Tecnologia

Youtubers mirins: como plataforma manipula desejo e influência de crianças

3 de agosto de 2021

Youtubers mirins

Como toda criança passando pela pandemia de covid-19, o período que Rafael Zanoli, 6, passa em frente à tela do celular aumentou. Entre os muitos conteúdos de youtubers mirins e aulas online que assiste, um comportamento que chamou a atenção da mãe Nathielli Zanoli Canuto, 31, diarista, foi que o garoto estava imitando sotaques de outras regiões do País.

“Ele imita o sotaque de alguns youtubers que são mineiros e nordestinos e fica falando como eles no dia a dia. Também reproduz os trejeitos de alguns, além de copiar frases que eles costumam falar nesses canais, como que ‘lavar louça é coisa de pobre’”, conta a mãe do garoto.

Canuto se esforça para explicar que pensamentos como esses ditos pelos youtubers são brincadeiras e não devem ser levados a sério, mas leva como régua para censurar o conteúdo que o pequeno vê apenas quando palavras de baixo calão são ditas. “Não deixo assistir nenhum que fala palavrão. Se tem algum que fala, mando ele tirar na hora”, diz.

Nathielli também acompanha tudo o que o menino assiste dos youtubers mirins ou adultos que produzem conteúdos para crianças. “Ele adora assistir Luccas Neto, Maria Clara & JP, e DUDU e CAROL”, exemplifica.
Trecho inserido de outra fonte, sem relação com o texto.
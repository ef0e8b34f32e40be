pub mod mat;
pub mod precision;
pub mod projection;
pub mod quat;
pub mod vec;

pub use mat::*;
pub use precision::*;
pub use projection::*;
pub use quat::*;
pub use vec::*;
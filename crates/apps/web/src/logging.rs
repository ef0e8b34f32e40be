use std::io;

use tracing::{Level, Metadata};
use tracing_subscriber::EnvFilter;
use tracing_subscriber::fmt::MakeWriter;
use wasm_bindgen::JsValue;

/// Installs the panic hook and a console-backed `tracing` subscriber.
///
/// `directives` uses `EnvFilter` syntax; an unparsable string falls back to
/// `info`. Calling this twice keeps the first subscriber.
pub fn init(directives: &str) {
    console_error_panic_hook::set_once();
    let filter = EnvFilter::try_new(directives).unwrap_or_else(|_| EnvFilter::new("info"));
    let _ = tracing_subscriber::fmt()
        .with_env_filter(filter)
        .with_ansi(false)
        .without_time()
        .with_target(false)
        .with_writer(ConsoleMakeWriter)
        .try_init();
}

#[derive(Debug, Copy, Clone, Default)]
struct ConsoleMakeWriter;

impl<'a> MakeWriter<'a> for ConsoleMakeWriter {
    type Writer = ConsoleWriter;

    fn make_writer(&'a self) -> Self::Writer {
        ConsoleWriter::new(Level::INFO)
    }

    fn make_writer_for(&'a self, meta: &Metadata<'_>) -> Self::Writer {
        ConsoleWriter::new(*meta.level())
    }
}

/// Collects one formatted event and forwards it on drop.
struct ConsoleWriter {
    level: Level,
    buf: Vec<u8>,
}

impl ConsoleWriter {
    fn new(level: Level) -> Self {
        Self {
            level,
            buf: Vec::with_capacity(128),
        }
    }
}

impl io::Write for ConsoleWriter {
    fn write(&mut self, bytes: &[u8]) -> io::Result<usize> {
        self.buf.extend_from_slice(bytes);
        Ok(bytes.len())
    }

    fn flush(&mut self) -> io::Result<()> {
        Ok(())
    }
}

impl Drop for ConsoleWriter {
    fn drop(&mut self) {
        let line = String::from_utf8_lossy(&self.buf);
        let line = line.trim_end();
        if line.is_empty() {
            return;
        }
        let msg = JsValue::from_str(line);
        match self.level {
            Level::ERROR => web_sys::console::error_1(&msg),
            Level::WARN => web_sys::console::warn_1(&msg),
            Level::INFO => web_sys::console::info_1(&msg),
            _ => web_sys::console::debug_1(&msg),
        }
    }
}
//! GPU-agnostic scene state for the incident globe.

pub mod arcs;
pub mod camera;
pub mod dressing;
pub mod instances;
pub mod picking;
pub mod post;
pub mod spatial;
pub mod transform;

pub use arcs::{ArcSet, ArcStyle, ConnectionArc, CubicBezier, TubeMesh, tube_mesh, tube_vertex_count};
pub use camera::PerspectiveCamera;
pub use dressing::SceneDressing;
pub use instances::{Instance, InstanceBuffer, InstanceDirty, MarkerStyle};
pub use picking::{InstancePicker, PickHit, PickOptions, Ray};
pub use post::{PostChain, Quality, RenderSettings};
pub use transform::{InstanceTransform, SceneRotation};
//! Deterministic float ordering.
//!
//! Hit-testing and spatial sorting must not depend on the sign of zero or on
//! which NaN payload a computation happened to produce.

use core::cmp::Ordering;

/// Canonicalize a floating-point value for deterministic ordering.
///
/// Rules:
/// - `-0.0` becomes `0.0`
/// - all NaNs become a single canonical NaN
pub fn canonical_f64(v: f64) -> f64 {
    if v == 0.0 {
        // Handles +0.0 and -0.0.
        0.0
    } else if v.is_nan() {
        f64::NAN
    } else {
        v
    }
}

/// Deterministic total ordering for floats.
///
/// Prefer this any time you sort floats or compare hit distances.
pub fn stable_total_cmp_f64(a: f64, b: f64) -> Ordering {
    canonical_f64(a).total_cmp(&canonical_f64(b))
}

#[cfg(test)]
mod tests {
    use super::{canonical_f64, stable_total_cmp_f64};
    use core::cmp::Ordering;

    #[test]
    fn canonicalizes_negative_zero() {
        assert_eq!(canonical_f64(-0.0), 0.0);
        assert_eq!(stable_total_cmp_f64(-0.0, 0.0), Ordering::Equal);
    }

    #[test]
    fn stable_cmp_is_total_and_deterministic() {
        assert_eq!(stable_total_cmp_f64(1.0, 2.0), Ordering::Less);
        assert_eq!(stable_total_cmp_f64(f64::NAN, f64::NAN), Ordering::Equal);
        assert_eq!(stable_total_cmp_f64(f64::NAN, 1.0e300), Ordering::Greater);
    }
}
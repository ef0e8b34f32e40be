//! DOM listener registration and the animation-frame loop.
//!
//! Every handler holds a `Weak` reference to the view state, so a handler
//! that fires after disposal does nothing. Dropping [`Listeners`] removes
//! every handler it added and cancels the pending frame.

use std::cell::{Cell, RefCell};
use std::rc::{Rc, Weak};

use foundation::time::Time;
use tracing::debug;
use viewer::{Key, PointerEvent, WheelEvent};
use wasm_bindgen::JsCast;
use wasm_bindgen::prelude::*;
use web_sys::{EventTarget, HtmlCanvasElement, Window};

use crate::Shared;

type Handler = Closure<dyn FnMut(web_sys::Event)>;
type FrameCallback = Closure<dyn FnMut(f64)>;

struct Registration {
    target: EventTarget,
    kind: &'static str,
    handler: Handler,
}

pub struct Listeners {
    registrations: Vec<Registration>,
    frame_loop: FrameLoop,
}

/// Pointer position relative to the canvas' top-left corner, in CSS pixels.
fn pointer_in(canvas: &HtmlCanvasElement, ev: &web_sys::MouseEvent) -> PointerEvent {
    let rect = canvas.get_bounding_client_rect();
    let p = PointerEvent::at(
        f64::from(ev.client_x()) - rect.left(),
        f64::from(ev.client_y()) - rect.top(),
    );
    if ev.shift_key() { p.with_shift() } else { p }
}

/// Wraps `f` so it only runs while the view is alive and the event has the
/// expected DOM type.
fn handler<E, F>(shared: &Weak<Shared>, mut f: F) -> Handler
where
    E: JsCast,
    F: FnMut(&Shared, &E) + 'static,
{
    let shared = shared.clone();
    Closure::new(move |ev: web_sys::Event| {
        let Some(shared) = shared.upgrade() else {
            return;
        };
        if let Some(ev) = ev.dyn_ref::<E>() {
            f(&shared, ev);
        }
    })
}

impl Listeners {
    pub fn register(
        window: &Window,
        canvas: &HtmlCanvasElement,
        shared: Weak<Shared>,
    ) -> Result<Self, JsValue> {
        let canvas_target: &EventTarget = canvas.as_ref();
        let window_target: &EventTarget = window.as_ref();
        let mut registrations = Vec::with_capacity(9);

        let c = canvas.clone();
        let down = handler(&shared, move |shared, ev: &web_sys::PointerEvent| {
            if let Err(err) = c.set_pointer_capture(ev.pointer_id()) {
                debug!(?err, "pointer capture refused");
            }
            let p = pointer_in(&c, ev);
            shared.with_engine(|engine| engine.start_orbit(p));
        });
        registrations.push(Registration::add(canvas_target, "pointerdown", down, None)?);

        let c = canvas.clone();
        let hover = handler(&shared, move |shared, ev: &web_sys::PointerEvent| {
            let p = pointer_in(&c, ev);
            shared.with_engine(|engine| {
                if !engine.is_dragging() {
                    engine.handle_pointer_move(p);
                }
            });
        });
        registrations.push(Registration::add(canvas_target, "pointermove", hover, None)?);

        // Drags are tracked on the window so they follow the pointer off the
        // canvas even without capture. Canvas moves bubble here too.
        let c = canvas.clone();
        let drag = handler(&shared, move |shared, ev: &web_sys::PointerEvent| {
            let p = pointer_in(&c, ev);
            shared.with_engine(|engine| engine.drag_to(p));
        });
        registrations.push(Registration::add(window_target, "pointermove", drag, None)?);

        for kind in ["pointerup", "pointercancel"] {
            let up = handler(&shared, |shared, _: &web_sys::PointerEvent| {
                shared.with_engine(|engine| engine.end_orbit());
            });
            registrations.push(Registration::add(window_target, kind, up, None)?);
        }

        let c = canvas.clone();
        let click = handler(&shared, move |shared, ev: &web_sys::MouseEvent| {
            let p = pointer_in(&c, ev);
            shared.with_engine(|engine| engine.handle_pointer_click(p));
        });
        registrations.push(Registration::add(canvas_target, "click", click, None)?);

        let wheel = handler(&shared, |shared, ev: &web_sys::WheelEvent| {
            ev.prevent_default();
            let e = WheelEvent {
                delta_y: ev.delta_y(),
            };
            shared.with_engine(|engine| engine.handle_wheel(e));
        });
        let opts = web_sys::AddEventListenerOptions::new();
        opts.set_passive(false);
        registrations.push(Registration::add(canvas_target, "wheel", wheel, Some(&opts))?);

        let key_up = handler(&shared, |shared, ev: &web_sys::KeyboardEvent| {
            let key = Key::from_dom(&ev.key());
            shared.with_engine(|engine| engine.handle_key_up(key));
        });
        registrations.push(Registration::add(window_target, "keyup", key_up, None)?);

        let (c, w) = (canvas.clone(), window.clone());
        let resize = handler(&shared, move |shared, _: &web_sys::Event| {
            let (width, height) = (f64::from(c.client_width()), f64::from(c.client_height()));
            let dpr = w.device_pixel_ratio();
            shared.with_engine(|engine| {
                engine.set_device_pixel_ratio(dpr);
                engine.resize(width, height);
            });
        });
        registrations.push(Registration::add(window_target, "resize", resize, None)?);

        let frame_loop = FrameLoop::start(window, shared)?;
        debug!(listeners = registrations.len(), "input listeners registered");
        Ok(Self {
            registrations,
            frame_loop,
        })
    }
}

impl Drop for Listeners {
    fn drop(&mut self) {
        self.frame_loop.stop();
        for reg in self.registrations.drain(..) {
            let _ = reg
                .target
                .remove_event_listener_with_callback(reg.kind, reg.handler.as_ref().unchecked_ref());
        }
        debug!("input listeners removed");
    }
}

impl Registration {
    fn add(
        target: &EventTarget,
        kind: &'static str,
        handler: Handler,
        opts: Option<&web_sys::AddEventListenerOptions>,
    ) -> Result<Self, JsValue> {
        let callback = handler.as_ref().unchecked_ref();
        match opts {
            Some(opts) => target
                .add_event_listener_with_callback_and_add_event_listener_options(
                    kind, callback, opts,
                )?,
            None => target.add_event_listener_with_callback(kind, callback)?,
        }
        Ok(Self {
            target: target.clone(),
            kind,
            handler,
        })
    }
}

/// Self-rescheduling `requestAnimationFrame` callback that ticks the engine.
struct FrameLoop {
    window: Window,
    pending: Rc<Cell<Option<i32>>>,
    callback: Rc<RefCell<Option<FrameCallback>>>,
}

impl FrameLoop {
    fn start(window: &Window, shared: Weak<Shared>) -> Result<Self, JsValue> {
        let pending = Rc::new(Cell::new(None));
        let callback: Rc<RefCell<Option<FrameCallback>>> = Rc::new(RefCell::new(None));

        let this = Rc::downgrade(&callback);
        let (next, win) = (Rc::clone(&pending), window.clone());
        *callback.borrow_mut() = Some(Closure::new(move |timestamp_ms: f64| {
            next.set(None);
            let Some(shared) = shared.upgrade() else {
                return;
            };
            shared.with_engine(|engine| engine.frame(Time(timestamp_ms / 1000.0)));
            let Some(cell) = this.upgrade() else {
                return;
            };
            let id = cell
                .borrow()
                .as_ref()
                .and_then(|cb| win.request_animation_frame(cb.as_ref().unchecked_ref()).ok());
            next.set(id);
        }));

        let first = callback
            .borrow()
            .as_ref()
            .map(|cb| window.request_animation_frame(cb.as_ref().unchecked_ref()))
            .transpose()?;
        pending.set(first);

        Ok(Self {
            window: window.clone(),
            pending,
            callback,
        })
    }

    fn stop(&mut self) {
        if let Some(id) = self.pending.take() {
            let _ = self.window.cancel_animation_frame(id);
        }
        self.callback.borrow_mut().take();
    }
}
//! The incident globe engine: interaction state, choreography and the
//! per-frame tick, generic over the render backend.

mod choreography;
mod interaction;


use std::collections::BTreeMap;

use foundation::math::Vec3;
use foundation::time::Time;
use gpu::{FrameInputs, RenderBackend, RenderSurface, Renderer, SurfaceSize};
use layers::symbology;
use layers::{Connection, Incident, IncidentSet};
use runtime::easing::Ease;
use runtime::frame::FrameClock;
use runtime::tween::{Tween, Tweens};
use scene::{
    ArcSet, ArcStyle, InstanceBuffer, InstancePicker, MarkerStyle, PerspectiveCamera, Quality,
    RenderSettings, SceneDressing, SceneRotation,
};
use tracing::{debug, info, warn};

use crate::animation::{Axis, Prop, RingPlacement};
use crate::config::EngineConfig;
use crate::error::EngineError;
use crate::input::{DragSession, Viewport};

/// Receives the hovered/selected incident, or `None` when it is cleared.
pub type IncidentCallback = Box<dyn FnMut(Option<&Incident>)>;

#[derive(Default)]
pub struct EngineOptions {
    pub on_hover: Option<IncidentCallback>,
    pub on_select: Option<IncidentCallback>,
    pub reduce_motion: bool,
    pub quality: Quality,
    pub config: EngineConfig,
}

pub struct GlobeEngine<B: RenderBackend> {
    backend: B,
    config: EngineConfig,
    marker_style: MarkerStyle,
    arc_style: ArcStyle,

    incidents: IncidentSet,
    instances: InstanceBuffer,
    picker: InstancePicker,
    arcs: ArcSet,
    uploaded_arc_version: u64,
    uploaded_arc_indices: usize,

    camera: PerspectiveCamera,
    rotation: SceneRotation,
    dressing: SceneDressing,
    settings: RenderSettings,
    viewport: Viewport,
    detail: f64,

    clock: FrameClock,
    tweens: Tweens<Prop>,
    ring: BTreeMap<usize, RingPlacement>,

    hover: Option<usize>,
    selected: Option<usize>,
    highlighted: Option<String>,
    drag: Option<DragSession>,
    drag_delta: f64,

    on_hover: Option<IncidentCallback>,
    on_select: Option<IncidentCallback>,
    failed_frames: u64,
}

impl<B: RenderBackend> GlobeEngine<B> {
    /// Acquires the render backend from `surface` and starts the intro
    /// animation. A surface that cannot provide a context fails immediately.
    pub fn new<S>(surface: S, options: EngineOptions) -> Result<Self, EngineError>
    where
        S: RenderSurface<Backend = B>,
    {
        let EngineOptions {
            on_hover,
            on_select,
            reduce_motion,
            quality,
            config,
        } = options;
        config.validate()?;

        let (css_width, css_height) = surface.css_size();
        let mut settings = RenderSettings::new(surface.device_pixel_ratio(), reduce_motion);
        settings.set_quality(quality);
        let mut backend = surface.acquire_backend()?;

        let cam = &config.camera;
        let [px, py, pz] = cam.position;
        let mut camera = PerspectiveCamera::new(Vec3::new(px, py, pz), cam.fov_y_deg, cam.near, cam.far);
        camera.set_viewport(css_width, css_height);
        backend.resize(SurfaceSize::from_css(css_width, css_height, settings.pixel_ratio()));

        let intro = &config.intro;
        camera.zoom = intro.zoom_from;
        let mut tweens = Tweens::new();
        tweens.start(
            Prop::CameraZoom,
            Tween::new(intro.zoom_from, 1.0, intro.duration_s, intro.ease),
        );
        tweens.start(
            Prop::GlobeDetail,
            Tween::new(intro.detail_from, intro.detail_to, intro.duration_s, intro.ease),
        );

        info!(
            width = css_width,
            height = css_height,
            quality = %settings.quality(),
            reduce_motion,
            "globe engine started"
        );

        Ok(Self {
            backend,
            marker_style: config.markers.style(),
            arc_style: config.ribbons.style(),
            detail: intro.detail_from,
            config,
            incidents: IncidentSet::default(),
            instances: InstanceBuffer::new(),
            picker: InstancePicker::new(),
            arcs: ArcSet::new(),
            uploaded_arc_version: 0,
            uploaded_arc_indices: 0,
            camera,
            rotation: SceneRotation::default(),
            dressing: SceneDressing::default(),
            settings,
            viewport: Viewport::new(css_width, css_height),
            clock: FrameClock::new(),
            tweens,
            ring: BTreeMap::new(),
            hover: None,
            selected: None,
            highlighted: None,
            drag: None,
            drag_delta: 0.0,
            on_hover,
            on_select,
            failed_frames: 0,
        })
    }

    /// Replaces the incident set and rebuilds every marker instance.
    ///
    /// Hover, selection and drag state reset without callbacks; an empty list
    /// leaves the current set in place.
    pub fn update_incidents(&mut self, incidents: Vec<Incident>) -> Result<(), EngineError> {
        if incidents.is_empty() {
            debug!("ignoring empty incident update");
            return Ok(());
        }
        let set = IncidentSet::new(incidents)?;
        self.instances.rebuild(set.as_slice(), &self.marker_style);
        self.incidents = set;

        self.hover = None;
        self.selected = None;
        self.drag = None;
        self.drag_delta = 0.0;
        self.ring.clear();
        self.tweens.cancel_where(|k| matches!(k, Prop::RingProgress(_)));
        self.highlight_connections_for(None);

        info!(count = self.incidents.len(), "incident markers rebuilt");
        Ok(())
    }

    /// Discards every ribbon and builds one per connection. Highlighting is
    /// re-applied for the last highlighted incident.
    pub fn update_connections(&mut self, connections: &[Connection]) {
        self.arcs.rebuild(connections, &self.arc_style);
        let highlighted = self.highlighted.take();
        self.highlight_connections_for(highlighted.as_deref());
        info!(count = self.arcs.len(), "connection ribbons rebuilt");
    }

    /// Colors ribbons touching `incident_id` as related and all others as base.
    pub fn highlight_connections_for(&mut self, incident_id: Option<&str>) {
        let changed = self.arcs.highlight_for(incident_id);
        self.highlighted = incident_id.map(str::to_string);
        if changed > 0 {
            debug!(changed, incident = ?incident_id, "ribbon highlight changed");
        }
    }

    pub fn set_quality(&mut self, quality: Quality) {
        self.settings.set_quality(quality);
        self.apply_surface_size();
        info!(%quality, pixel_ratio = self.settings.pixel_ratio(), "render quality changed");
    }

    pub fn set_reduce_motion(&mut self, reduce_motion: bool) {
        self.settings.set_reduce_motion(reduce_motion);
        debug!(reduce_motion, "motion preference changed");
    }

    /// New layout size in CSS pixels. Zero-area sizes keep aspect 1.
    pub fn resize(&mut self, css_width: f64, css_height: f64) {
        self.viewport = Viewport::new(css_width, css_height);
        self.camera.set_viewport(css_width, css_height);
        self.apply_surface_size();
    }

    pub fn set_device_pixel_ratio(&mut self, dpr: f64) {
        self.settings.set_device_pixel_ratio(dpr);
        self.apply_surface_size();
    }

    fn apply_surface_size(&mut self) {
        self.backend.resize(SurfaceSize::from_css(
            self.viewport.width,
            self.viewport.height,
            self.settings.pixel_ratio(),
        ));
    }

    /// Advances animations to host time `now` and draws one frame.
    ///
    /// A failed draw is logged and counted; the next call renders again from
    /// current state.
    pub fn frame(&mut self, now: Time) {
        let frame = self.clock.tick(now);

        let mut updates = Vec::with_capacity(self.tweens.len());
        self.tweens.advance(frame.dt_s, |prop, value| updates.push((prop, value)));
        for (prop, value) in updates {
            self.apply_prop(prop, value);
        }

        self.arcs.advance(frame.dt_s);
        if !self.tweens.is_running(Prop::SceneRotationY) {
            self.rotation.y += frame.dt_s * self.config.camera.idle_spin_rad_per_s;
        }

        self.upload_dirty();

        let inputs = FrameInputs {
            camera: &self.camera,
            rotation: self.rotation,
            dressing: &self.dressing,
            settings: &self.settings,
            surface: SurfaceSize::from_css(
                self.viewport.width,
                self.viewport.height,
                self.settings.pixel_ratio(),
            ),
            elapsed_s: frame.elapsed.seconds(),
            detail: self.detail,
            arc_time_s: self.arcs.time_s(),
            instance_count: self.instances.len(),
            arc_index_count: self.uploaded_arc_indices,
        };
        let render_frame = Renderer::collect(&inputs);
        if let Err(e) = self.backend.render(&render_frame) {
            self.failed_frames += 1;
            warn!(error = %e, frame = frame.index, "frame render failed");
        }
    }

    fn upload_dirty(&mut self) {
        if self.instances.take_dirty().any() {
            self.backend
                .upload_instances(&Renderer::pack_instances(&self.instances));
        }

        let version = self.arcs.geometry_version();
        let styles_dirty = self.arcs.take_styles_dirty();
        if version != self.uploaded_arc_version {
            let geometry = Renderer::pack_arc_geometry(&self.arcs, &self.arc_style);
            self.backend
                .upload_arc_geometry(&geometry.vertices, &geometry.indices);
            self.backend
                .upload_arc_colors(&Renderer::pack_arc_colors(&self.arcs, &self.arc_style));
            self.uploaded_arc_version = version;
            self.uploaded_arc_indices = geometry.indices.len();
        } else if styles_dirty {
            self.backend
                .upload_arc_colors(&Renderer::pack_arc_colors(&self.arcs, &self.arc_style));
        }
    }

    fn apply_prop(&mut self, prop: Prop, value: f64) {
        match prop {
            Prop::CameraPosition(axis) => axis.set(&mut self.camera.position, value),
            Prop::CameraTarget(axis) => axis.set(&mut self.camera.target, value),
            Prop::CameraZoom => self.camera.zoom = value,
            Prop::SceneRotationY => self.rotation.y = value,
            Prop::GlobeDetail => self.detail = value,
            Prop::RingProgress(slot) => {
                let (Some(placement), Some(instance)) =
                    (self.ring.get(&slot), self.instances.get(slot))
                else {
                    return;
                };
                let transform = instance.transform.with_position(placement.at(value));
                self.instances.set_transform(slot, transform);
            }
        }
    }

    /// Starts a tween on `prop` from its current value.
    fn animate(&mut self, prop: Prop, to: f64, duration_s: f64, ease: Ease) {
        let from = self.prop_value(prop);
        self.tweens.start(prop, Tween::new(from, to, duration_s, ease));
    }

    fn prop_value(&self, prop: Prop) -> f64 {
        match prop {
            Prop::CameraPosition(axis) => axis.get(self.camera.position),
            Prop::CameraTarget(axis) => axis.get(self.camera.target),
            Prop::CameraZoom => self.camera.zoom,
            Prop::SceneRotationY => self.rotation.y,
            Prop::GlobeDetail => self.detail,
            Prop::RingProgress(_) => 0.0,
        }
    }

    /// Tweens the camera to `position`, looking back at the globe center.
    fn move_camera(&mut self, position: Vec3, duration_s: f64, ease: Ease) {
        for axis in Axis::ALL {
            self.animate(Prop::CameraPosition(axis), axis.get(position), duration_s, ease);
            self.animate(Prop::CameraTarget(axis), 0.0, duration_s, ease);
        }
    }

    /// Color an instance should show given hover and selection state.
    fn resting_color(&self, slot: usize) -> symbology::Color {
        if self.hover == Some(slot) || self.selected == Some(slot) {
            symbology::INCIDENT_HOVER
        } else {
            symbology::INCIDENT
        }
    }

    fn refresh_color(&mut self, slot: usize) {
        let color = self.resting_color(slot);
        self.instances.set_color(slot, color);
    }

    /// Releases GPU resources and returns the backend. Host listeners and the
    /// frame loop are owned by the caller and must be torn down alongside.
    pub fn dispose(mut self) -> B {
        self.tweens.clear();
        self.backend.release();
        info!(
            frames = self.clock.frames(),
            failed_frames = self.failed_frames,
            "globe engine disposed"
        );
        self.backend
    }

    pub fn incidents(&self) -> &IncidentSet {
        &self.incidents
    }

    pub fn instances(&self) -> &InstanceBuffer {
        &self.instances
    }

    pub fn arcs(&self) -> &ArcSet {
        &self.arcs
    }

    pub fn camera(&self) -> &PerspectiveCamera {
        &self.camera
    }

    pub fn rotation(&self) -> SceneRotation {
        self.rotation
    }

    pub fn settings(&self) -> &RenderSettings {
        &self.settings
    }

    pub fn detail(&self) -> f64 {
        self.detail
    }

    pub fn hovered(&self) -> Option<usize> {
        self.hover
    }

    pub fn selected(&self) -> Option<usize> {
        self.selected
    }

    pub fn drag_delta(&self) -> f64 {
        self.drag_delta
    }

    pub fn is_animating(&self, prop: Prop) -> bool {
        self.tweens.is_running(prop)
    }

    pub fn failed_frames(&self) -> u64 {
        self.failed_frames
    }

    pub fn backend(&self) -> &B {
        &self.backend
    }

    pub fn backend_mut(&mut self) -> &mut B {
        &mut self.backend
    }
}

/// Invokes an optional incident callback.
fn emit(callback: &mut Option<IncidentCallback>, incident: Option<&Incident>) {
    if let Some(cb) = callback.as_mut() {
        cb(incident);
    }
}
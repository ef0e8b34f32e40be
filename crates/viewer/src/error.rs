use gpu::RenderError;
use layers::IncidentError;

#[derive(Debug, Clone, PartialEq)]
pub enum EngineError {
    Render(RenderError),
    Incidents(IncidentError),
    Config(String),
}

impl std::fmt::Display for EngineError {
    fn fmt(&self, f: &mut std::fmt::Formatter<'_>) -> std::fmt::Result {
        match self {
            EngineError::Render(e) => write!(f, "{e}"),
            EngineError::Incidents(e) => write!(f, "invalid incidents: {e}"),
            EngineError::Config(msg) => write!(f, "invalid engine config: {msg}"),
        }
    }
}

impl std::error::Error for EngineError {
    fn source(&self) -> Option<&(dyn std::error::Error + 'static)> {
        match self {
            EngineError::Render(e) => Some(e),
            EngineError::Incidents(e) => Some(e),
            EngineError::Config(_) => None,
        }
    }
}

impl From<RenderError> for EngineError {
    fn from(e: RenderError) -> Self {
        EngineError::Render(e)
    }
}

impl From<IncidentError> for EngineError {
    fn from(e: IncidentError) -> Self {
        EngineError::Incidents(e)
    }
}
E os pedidos, longe de desejos normalmente infantis, surpreenderam a diarista. “Ele já me pediu um iPhone 11 [após ter visto o produto no YouTube]”, conta. Ela completa:

O canal influencia o que ele deseja, pois as crianças se identificam com o que está sendo assistido. Brinquedos e, principalmente, as marcas tomam conta da cabeça delas.

“Os pais devem ficar atentos se estes objetos à venda são pertinentes à realidade da criança ou não, e é preciso explicar o porquê, além de ficar atento ao conteúdo, pois a imitação faz parte do desenvolvimento e as crianças ainda não possuem a  identidade desenvolvida”, explica a psicóloga Osmariana Vyel.

A rotina do pequeno Pietro Rodrigues, 6, também se divide entre assistir às aulas de forma remota, fazer as lições de casa e se divertir com brinquedos e jogos. Nos intervalos entre uma atividade e outra, é comum que ele assista a conteúdos infantis no YouTube – mas com o devido controle dos pais.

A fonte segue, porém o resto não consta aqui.